Which lines of the data below hold "value"? Copy each of them.

*** Begin section ***

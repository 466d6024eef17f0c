//! Ambient canvas visuals.
//!
//! Widgets sit behind [`DecorativeWidget`] so pages never depend on how a visual is
//! drawn. Input only nudges visual parameters; nothing here touches content or
//! navigation.

use std::f32::consts::TAU;

use serde::Serialize;

/// Pointer and hover input; pointer coordinates are normalized to `[-1, 1]`.
#[derive(Debug, Clone, Copy, Default, PartialEq)]
pub struct Perturbation {
    pub pointer: Option<(f32, f32)>,
    pub hovered: bool,
    pub active: bool,
}

#[derive(Debug, Clone, Copy, PartialEq, Serialize)]
pub struct VisualParams {
    /// Degrees on the color wheel.
    pub hue: f32,
    pub distortion: f32,
    pub rotation_speed: f32,
    pub tilt: (f32, f32),
}

/// How the client animates a widget's points.
#[derive(Debug, Clone, Copy, PartialEq, Eq, Serialize)]
#[serde(rename_all = "snake_case")]
pub enum Motion {
    /// Points circle the origin on fixed orbits.
    Orbit,
    /// Points sit in a row and bob in place.
    Bob,
}

impl Motion {
    pub fn as_str(self) -> &'static str {
        match self {
            Motion::Orbit => "orbit",
            Motion::Bob => "bob",
        }
    }
}

#[derive(Debug, Clone, PartialEq, Serialize)]
pub struct WidgetMount {
    pub id: &'static str,
    pub markup: String,
    pub params: VisualParams,
}

#[derive(Debug, Clone, PartialEq, Serialize)]
pub struct Frame {
    pub points: Vec<[f32; 3]>,
    pub rotation: f32,
}

pub trait DecorativeWidget: Send + Sync {
    fn id(&self) -> &'static str;
    fn motion(&self) -> Motion;
    /// Points drawn per frame.
    fn count(&self) -> usize;
    fn mount(&mut self) -> WidgetMount;
    fn unmount(&mut self);
    fn is_mounted(&self) -> bool;
    fn params(&self) -> VisualParams;
    /// Ignored while unmounted.
    fn perturb(&mut self, input: Perturbation);
    fn frame(&self, elapsed_secs: f32) -> Frame;
}

fn canvas_markup(widget: &dyn DecorativeWidget, label: &str) -> String {
    let id = widget.id();
    let params = widget.params();
    format!(
        "<canvas class=\"widget widget-{id}\" data-widget=\"{id}\" data-motion=\"{}\" data-count=\"{}\" data-hue=\"{:.0}\" data-distortion=\"{:.2}\" data-speed=\"{:.2}\" role=\"presentation\" aria-hidden=\"true\" title=\"{label}\"></canvas>",
        widget.motion().as_str(),
        widget.count(),
        params.hue,
        params.distortion,
        params.rotation_speed
    )
}

fn clamp_unit(value: f32) -> f32 {
    if value.is_finite() {
        value.clamp(-1.0, 1.0)
    } else {
        0.0
    }
}

/// Floating particles drifting on fixed orbits.
#[derive(Debug, Clone)]
pub struct ParticleField {
    count: usize,
    base: VisualParams,
    params: VisualParams,
    mounted: bool,
}

impl ParticleField {
    pub const MAX_RADIUS: f32 = 1.2;

    pub fn new(count: usize) -> Self {
        let base = VisualParams {
            hue: 239.0,
            distortion: 0.0,
            rotation_speed: 0.15,
            tilt: (0.0, 0.0),
        };
        Self {
            count,
            base,
            params: base,
            mounted: false,
        }
    }
}

impl DecorativeWidget for ParticleField {
    fn id(&self) -> &'static str {
        "particle-field"
    }

    fn motion(&self) -> Motion {
        Motion::Orbit
    }

    fn count(&self) -> usize {
        self.count
    }

    fn mount(&mut self) -> WidgetMount {
        self.mounted = true;
        WidgetMount {
            id: self.id(),
            markup: canvas_markup(&*self, "Floating particles"),
            params: self.params,
        }
    }

    fn unmount(&mut self) {
        self.mounted = false;
        self.params = self.base;
    }

    fn is_mounted(&self) -> bool {
        self.mounted
    }

    fn params(&self) -> VisualParams {
        self.params
    }

    fn perturb(&mut self, input: Perturbation) {
        if !self.mounted {
            return;
        }
        let (x, y) = input
            .pointer
            .map(|(x, y)| (clamp_unit(x), clamp_unit(y)))
            .unwrap_or((0.0, 0.0));
        self.params.tilt = (x * 0.2, y * 0.2);
        self.params.rotation_speed = if input.active {
            self.base.rotation_speed * 3.0
        } else {
            self.base.rotation_speed
        };
        self.params.hue = if input.hovered {
            self.base.hue + 40.0
        } else {
            self.base.hue
        };
    }

    fn frame(&self, elapsed_secs: f32) -> Frame {
        let t = if elapsed_secs.is_finite() {
            elapsed_secs
        } else {
            0.0
        };
        // golden angle spreads the orbits evenly
        let spread = TAU * 0.381_966;
        let points = (0..self.count)
            .map(|i| {
                let phase = i as f32 * spread;
                let radius = Self::MAX_RADIUS * (0.35 + 0.65 * ((i % 7) as f32 / 6.0));
                let angle = phase + t * self.params.rotation_speed;
                [
                    radius * angle.cos(),
                    0.3 * (t * 0.5 + phase).sin(),
                    radius * angle.sin(),
                ]
            })
            .collect();
        Frame {
            points,
            rotation: (t * self.params.rotation_speed).rem_euclid(TAU),
        }
    }
}

/// A handful of glass shapes bobbing and turning in place.
#[derive(Debug, Clone)]
pub struct GlassShapes {
    shapes: usize,
    base: VisualParams,
    params: VisualParams,
    mounted: bool,
}

impl GlassShapes {
    pub fn new(shapes: usize) -> Self {
        let base = VisualParams {
            hue: 180.0,
            distortion: 0.25,
            rotation_speed: 0.4,
            tilt: (0.0, 0.0),
        };
        Self {
            shapes,
            base,
            params: base,
            mounted: false,
        }
    }
}

impl DecorativeWidget for GlassShapes {
    fn id(&self) -> &'static str {
        "glass-shapes"
    }

    fn motion(&self) -> Motion {
        Motion::Bob
    }

    fn count(&self) -> usize {
        self.shapes
    }

    fn mount(&mut self) -> WidgetMount {
        self.mounted = true;
        WidgetMount {
            id: self.id(),
            markup: canvas_markup(&*self, "Floating glass shapes"),
            params: self.params,
        }
    }

    fn unmount(&mut self) {
        self.mounted = false;
        self.params = self.base;
    }

    fn is_mounted(&self) -> bool {
        self.mounted
    }

    fn params(&self) -> VisualParams {
        self.params
    }

    fn perturb(&mut self, input: Perturbation) {
        if !self.mounted {
            return;
        }
        self.params.distortion = match (input.hovered, input.active) {
            (_, true) => 0.9,
            (true, false) => 0.6,
            (false, false) => self.base.distortion,
        };
        if let Some((x, y)) = input.pointer {
            self.params.tilt = (clamp_unit(y) * 0.3, clamp_unit(x) * 0.3);
        }
    }

    fn frame(&self, elapsed_secs: f32) -> Frame {
        let t = if elapsed_secs.is_finite() {
            elapsed_secs
        } else {
            0.0
        };
        let points = (0..self.shapes)
            .map(|i| {
                let offset = i as f32;
                let column = offset - (self.shapes.saturating_sub(1)) as f32 / 2.0;
                [
                    column * 0.8 + self.params.tilt.1,
                    0.25 * (t + offset).sin(),
                    -0.5 * (t * 0.3 + offset).cos().abs(),
                ]
            })
            .collect();
        Frame {
            points,
            rotation: (t * self.params.rotation_speed).rem_euclid(TAU),
        }
    }
}

#[cfg(test)]
mod tests {
    use super::*;

    #[test]
    fn particle_frames_stay_bounded() {
        let field = ParticleField::new(64);
        for step in 0..200 {
            let frame = field.frame(step as f32 * 0.37);
            assert_eq!(frame.points.len(), 64);
            for [x, y, z] in frame.points {
                assert!((x * x + z * z).sqrt() <= ParticleField::MAX_RADIUS + 1e-4);
                assert!(y.abs() <= 0.3 + 1e-4);
            }
            assert!((0.0..TAU).contains(&frame.rotation));
        }
    }

    #[test]
    fn perturbation_is_ignored_until_mounted() {
        let mut field = ParticleField::new(8);
        let before = field.params();
        field.perturb(Perturbation {
            pointer: Some((1.0, 1.0)),
            hovered: true,
            active: true,
        });
        assert_eq!(field.params(), before);

        let mount = field.mount();
        assert!(mount.markup.contains("data-widget=\"particle-field\""));
        field.perturb(Perturbation {
            pointer: Some((5.0, f32::NAN)),
            hovered: true,
            active: false,
        });
        assert_eq!(field.params().tilt, (0.2, 0.0));
        assert_eq!(field.params().hue, before.hue + 40.0);
    }

    #[test]
    fn unmount_restores_base_params() {
        let mut shapes = GlassShapes::new(3);
        let base = shapes.params();
        shapes.mount();
        shapes.perturb(Perturbation {
            active: true,
            ..Perturbation::default()
        });
        assert_eq!(shapes.params().distortion, 0.9);
        shapes.unmount();
        assert!(!shapes.is_mounted());
        assert_eq!(shapes.params(), base);
    }

    #[test]
    fn mount_markup_tells_the_client_how_to_draw() {
        let mut field = ParticleField::new(120);
        let markup = field.mount().markup;
        assert!(markup.contains("data-motion=\"orbit\""));
        assert!(markup.contains("data-count=\"120\""));

        let mut shapes = GlassShapes::new(3);
        let markup = shapes.mount().markup;
        assert!(markup.contains("data-motion=\"bob\""));
        assert!(markup.contains("data-count=\"3\""));
        assert!(markup.contains("data-distortion=\"0.25\""));
    }

    #[test]
    fn non_finite_time_does_not_poison_frames() {
        let shapes = GlassShapes::new(3);
        let frame = shapes.frame(f32::INFINITY);
        assert!(frame
            .points
            .iter()
            .all(|point| point.iter().all(|v| v.is_finite())));
    }
}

*** End section ***

Answer for this exercise
fn clamp_unit(value: f32) -> f32 {
    if value.is_finite() {
        value.clamp(-1.0, 1.0)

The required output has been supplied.